The Trooper completed a warning citation for the obscured tag, told Ms. Concepcion-Ledesma that she was receiving a warning and then said “Thank you girls. You have a safe one. Ma’am you wouldn’t have anything, uh, weapons, or any type of illegal stuff in the back?” The women said that they did not and the Trooper then asked “Could we look, could we take a minute to look back there? Just your bag and stuff.”
Another Trooper arrived and they opened the back doors of the van. They saw two small duffel bags and also observed that the side walls and panels appeared to have been taken off or tampered with. The screws that hold the panels in also appeared scarred. The Troopers further observed that the carpet and panels did not match up and appeared offset as if there were a hidden compartment. One of the Troopers removed a manufactured cup holder and the foam under it. He discovered pseudoephedrine tablets. A further search revealed 330 pounds of pseudoephedrine. Ms. Concepcion-Ledesma was charged with possession of pseudoephedrine with reason to believe it would be used to manufacture methamphetamine.
What could possibly be wrong with this case…
Ms. Concepcion-Ledesma appealed the admission of the evidence citing three issues. First, she contends the Trooper exceeded the permissible scope of the traffic stop.

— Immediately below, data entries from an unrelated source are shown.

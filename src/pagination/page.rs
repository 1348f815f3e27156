//! Page counting and clamping helpers.

/// Number of pages needed for `total_count` items.
///
/// A zero `page_size` is treated as 1; use
/// [`compute_page_range`](super::compute_page_range) when a zero page size
/// must be reported instead.
pub fn total_pages(total_count: u64, page_size: u64) -> u64 {
    total_count.div_ceil(page_size.max(1))
}

/// Clamp a requested page into `1..=total_pages`.
///
/// An empty collection still has a page 1 to land on.
pub fn clamp_page(page: u64, total_pages: u64) -> u64 {
    page.clamp(1, total_pages.max(1))
}

#[cfg(test)]
mod tests {
    use super::*;

    #[test]
    fn test_total_pages() {
        assert_eq!(total_pages(0, 10), 0);
        assert_eq!(total_pages(1, 10), 1);
        assert_eq!(total_pages(10, 10), 1);
        assert_eq!(total_pages(11, 10), 2);
        assert_eq!(total_pages(200, 10), 20);
    }

    #[test]
    fn test_total_pages_zero_page_size() {
        assert_eq!(total_pages(5, 0), 5);
    }

    #[test]
    fn test_clamp_page() {
        assert_eq!(clamp_page(0, 5), 1);
        assert_eq!(clamp_page(3, 5), 3);
        assert_eq!(clamp_page(9, 5), 5);
        assert_eq!(clamp_page(4, 0), 1);
    }
}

Second, she states that she did not voluntarily consent to any search of her vehicle. Lastly, she contends that she only consented to a limited search of her vehicle rather than a search of the walls and panels.
Does the Court agree….
As to the first issue, the Court points to a specific Kansas traffic law statute that requires a tag to be “in a place and position to be clearly visible.” Here, the tag was behind a very darkly tinted window that rendered the tag unreadable. The court held that, while the Michigan temporary tag was displayed along the guidelines provided by the State of Michigan, this was still a reasonable detention because the tag appeared to be displayed in violation of Kansas law. The Court stated that officers are not required to possess an “encyclopedic knowledge” of traffic law from other states. As such it was reasonable for the Trooper to issue a warning, verify Ms. Concepcion-Ledesma’s license and registration information and ask preliminary questions about travel plans.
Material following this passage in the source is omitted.